PROBLEM STATEMENT -
Reproduce the first line of the material below and each line after it, exactly, through the line containing "use tracing_subscriber::util::SubscriberInitExt;", and give nothing more.

INPUT FOR THIS TASK -
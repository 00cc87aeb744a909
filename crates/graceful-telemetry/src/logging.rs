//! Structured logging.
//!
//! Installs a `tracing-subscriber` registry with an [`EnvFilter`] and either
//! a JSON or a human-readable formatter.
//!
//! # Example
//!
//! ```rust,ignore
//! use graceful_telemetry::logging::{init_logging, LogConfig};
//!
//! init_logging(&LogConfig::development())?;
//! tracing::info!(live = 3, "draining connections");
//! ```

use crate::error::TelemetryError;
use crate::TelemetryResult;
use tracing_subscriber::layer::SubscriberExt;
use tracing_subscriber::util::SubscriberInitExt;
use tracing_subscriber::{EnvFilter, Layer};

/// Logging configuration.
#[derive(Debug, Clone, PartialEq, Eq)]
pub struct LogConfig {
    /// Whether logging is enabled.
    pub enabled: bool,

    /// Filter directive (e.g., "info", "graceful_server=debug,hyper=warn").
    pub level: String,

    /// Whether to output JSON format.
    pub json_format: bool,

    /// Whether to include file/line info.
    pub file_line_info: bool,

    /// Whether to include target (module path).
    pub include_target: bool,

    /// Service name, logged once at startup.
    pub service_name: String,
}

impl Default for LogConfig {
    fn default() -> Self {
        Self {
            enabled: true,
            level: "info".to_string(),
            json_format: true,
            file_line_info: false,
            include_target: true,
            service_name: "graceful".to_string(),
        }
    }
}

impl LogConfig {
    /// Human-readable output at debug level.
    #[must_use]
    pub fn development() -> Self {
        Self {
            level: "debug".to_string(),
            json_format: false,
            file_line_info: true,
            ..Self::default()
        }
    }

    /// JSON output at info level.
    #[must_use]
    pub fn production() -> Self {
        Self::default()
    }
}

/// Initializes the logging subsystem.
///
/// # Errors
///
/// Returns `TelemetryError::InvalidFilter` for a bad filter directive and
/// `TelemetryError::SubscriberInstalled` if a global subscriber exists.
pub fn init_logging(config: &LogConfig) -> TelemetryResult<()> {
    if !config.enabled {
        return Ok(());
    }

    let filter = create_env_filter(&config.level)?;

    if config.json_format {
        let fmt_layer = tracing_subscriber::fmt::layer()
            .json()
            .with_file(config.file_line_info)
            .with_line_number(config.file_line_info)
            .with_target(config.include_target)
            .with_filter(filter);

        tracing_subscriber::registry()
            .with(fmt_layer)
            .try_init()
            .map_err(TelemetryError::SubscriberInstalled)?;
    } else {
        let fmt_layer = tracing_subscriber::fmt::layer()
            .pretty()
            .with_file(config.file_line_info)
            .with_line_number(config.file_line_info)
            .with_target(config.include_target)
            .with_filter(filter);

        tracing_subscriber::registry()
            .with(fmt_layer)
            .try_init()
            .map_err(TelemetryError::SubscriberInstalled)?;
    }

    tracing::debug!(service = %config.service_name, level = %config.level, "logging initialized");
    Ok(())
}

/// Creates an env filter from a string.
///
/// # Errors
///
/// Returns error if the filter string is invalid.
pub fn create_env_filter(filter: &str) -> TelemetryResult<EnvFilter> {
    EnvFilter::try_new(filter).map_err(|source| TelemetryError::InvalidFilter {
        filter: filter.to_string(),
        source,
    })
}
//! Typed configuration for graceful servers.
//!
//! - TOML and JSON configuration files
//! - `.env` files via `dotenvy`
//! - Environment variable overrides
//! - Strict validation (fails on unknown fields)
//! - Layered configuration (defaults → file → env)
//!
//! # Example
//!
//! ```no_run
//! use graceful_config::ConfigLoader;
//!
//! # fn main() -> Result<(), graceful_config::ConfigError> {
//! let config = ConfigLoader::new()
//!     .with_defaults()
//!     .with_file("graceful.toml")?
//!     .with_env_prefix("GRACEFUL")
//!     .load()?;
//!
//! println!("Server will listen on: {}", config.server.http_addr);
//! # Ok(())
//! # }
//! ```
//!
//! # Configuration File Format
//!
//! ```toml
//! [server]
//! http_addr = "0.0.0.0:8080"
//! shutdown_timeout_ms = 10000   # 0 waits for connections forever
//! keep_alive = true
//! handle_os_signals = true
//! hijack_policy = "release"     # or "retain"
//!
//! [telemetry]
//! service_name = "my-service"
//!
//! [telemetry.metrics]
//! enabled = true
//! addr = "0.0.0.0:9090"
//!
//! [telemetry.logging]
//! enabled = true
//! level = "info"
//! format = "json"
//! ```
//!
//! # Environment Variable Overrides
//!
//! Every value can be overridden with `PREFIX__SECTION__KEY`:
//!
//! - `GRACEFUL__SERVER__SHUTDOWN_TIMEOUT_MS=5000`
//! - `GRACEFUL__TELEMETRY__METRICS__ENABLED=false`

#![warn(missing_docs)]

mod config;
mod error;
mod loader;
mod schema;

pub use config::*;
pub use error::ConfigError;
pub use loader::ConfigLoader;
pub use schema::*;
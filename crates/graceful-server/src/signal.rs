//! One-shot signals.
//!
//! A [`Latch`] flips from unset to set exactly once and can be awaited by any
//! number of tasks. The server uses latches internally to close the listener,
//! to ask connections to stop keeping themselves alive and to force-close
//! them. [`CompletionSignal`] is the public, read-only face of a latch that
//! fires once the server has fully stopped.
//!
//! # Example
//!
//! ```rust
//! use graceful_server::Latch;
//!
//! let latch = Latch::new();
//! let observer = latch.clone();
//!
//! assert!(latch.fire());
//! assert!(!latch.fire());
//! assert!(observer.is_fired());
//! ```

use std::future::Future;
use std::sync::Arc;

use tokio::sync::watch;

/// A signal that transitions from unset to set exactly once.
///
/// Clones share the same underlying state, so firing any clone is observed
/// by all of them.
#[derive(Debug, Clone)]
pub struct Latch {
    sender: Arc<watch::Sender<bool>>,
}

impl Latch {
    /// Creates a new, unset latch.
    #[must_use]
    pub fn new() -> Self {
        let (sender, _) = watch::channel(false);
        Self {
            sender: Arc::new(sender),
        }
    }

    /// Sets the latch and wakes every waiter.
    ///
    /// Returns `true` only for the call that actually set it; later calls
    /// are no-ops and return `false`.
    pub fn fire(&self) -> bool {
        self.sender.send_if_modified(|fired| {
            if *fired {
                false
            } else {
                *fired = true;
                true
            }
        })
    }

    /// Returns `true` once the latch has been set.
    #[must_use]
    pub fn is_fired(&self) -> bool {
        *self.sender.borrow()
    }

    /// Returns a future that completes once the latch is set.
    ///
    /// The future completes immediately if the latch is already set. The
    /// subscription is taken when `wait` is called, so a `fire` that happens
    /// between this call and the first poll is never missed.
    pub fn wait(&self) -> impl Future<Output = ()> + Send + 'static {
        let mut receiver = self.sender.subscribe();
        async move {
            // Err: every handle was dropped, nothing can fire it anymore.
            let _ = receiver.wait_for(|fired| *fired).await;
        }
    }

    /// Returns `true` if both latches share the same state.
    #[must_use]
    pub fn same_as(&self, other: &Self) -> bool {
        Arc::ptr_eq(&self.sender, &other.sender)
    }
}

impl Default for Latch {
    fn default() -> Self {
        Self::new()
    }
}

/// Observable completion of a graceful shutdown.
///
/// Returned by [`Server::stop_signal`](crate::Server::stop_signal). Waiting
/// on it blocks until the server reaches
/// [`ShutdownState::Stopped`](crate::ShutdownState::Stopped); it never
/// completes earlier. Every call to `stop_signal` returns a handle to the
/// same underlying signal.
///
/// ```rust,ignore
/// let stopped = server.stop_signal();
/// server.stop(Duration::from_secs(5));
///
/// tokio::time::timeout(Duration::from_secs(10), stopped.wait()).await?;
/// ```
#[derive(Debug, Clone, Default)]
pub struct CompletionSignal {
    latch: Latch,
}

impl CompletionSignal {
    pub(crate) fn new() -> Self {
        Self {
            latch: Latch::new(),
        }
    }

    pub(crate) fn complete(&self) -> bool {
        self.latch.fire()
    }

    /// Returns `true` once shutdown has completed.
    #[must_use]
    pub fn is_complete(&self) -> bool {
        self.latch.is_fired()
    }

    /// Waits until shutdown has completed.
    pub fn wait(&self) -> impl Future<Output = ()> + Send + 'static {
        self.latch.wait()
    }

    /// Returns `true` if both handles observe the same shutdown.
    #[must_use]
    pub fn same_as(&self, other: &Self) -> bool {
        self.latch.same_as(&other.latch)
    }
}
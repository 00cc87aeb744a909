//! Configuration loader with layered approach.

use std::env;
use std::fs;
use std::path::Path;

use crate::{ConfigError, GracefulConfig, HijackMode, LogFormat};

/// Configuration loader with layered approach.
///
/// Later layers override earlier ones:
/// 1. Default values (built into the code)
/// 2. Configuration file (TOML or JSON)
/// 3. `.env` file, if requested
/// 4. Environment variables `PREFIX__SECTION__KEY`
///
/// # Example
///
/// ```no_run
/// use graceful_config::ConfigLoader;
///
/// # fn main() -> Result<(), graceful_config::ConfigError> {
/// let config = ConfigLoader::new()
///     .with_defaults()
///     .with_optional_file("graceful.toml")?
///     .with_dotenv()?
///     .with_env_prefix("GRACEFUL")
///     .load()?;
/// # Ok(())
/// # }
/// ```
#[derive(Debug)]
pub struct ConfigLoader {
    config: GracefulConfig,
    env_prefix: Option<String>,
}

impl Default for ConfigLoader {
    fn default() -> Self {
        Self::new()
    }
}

EXERCISE ANSWER -
repository 00cc87aeb744a909
filename crates/graceful-telemetry/src/logging.rs
//! Structured logging.
//!
//! Installs a `tracing-subscriber` registry with an [`EnvFilter`] and either
//! a JSON or a human-readable formatter.
//!
//! # Example
//!
//! ```rust,ignore
//! use graceful_telemetry::logging::{init_logging, LogConfig};
//!
//! init_logging(&LogConfig::development())?;
//! tracing::info!(live = 3, "draining connections");
//! ```

use crate::error::TelemetryError;
use crate::TelemetryResult;
use tracing_subscriber::layer::SubscriberExt;
use tracing_subscriber::util::SubscriberInitExt;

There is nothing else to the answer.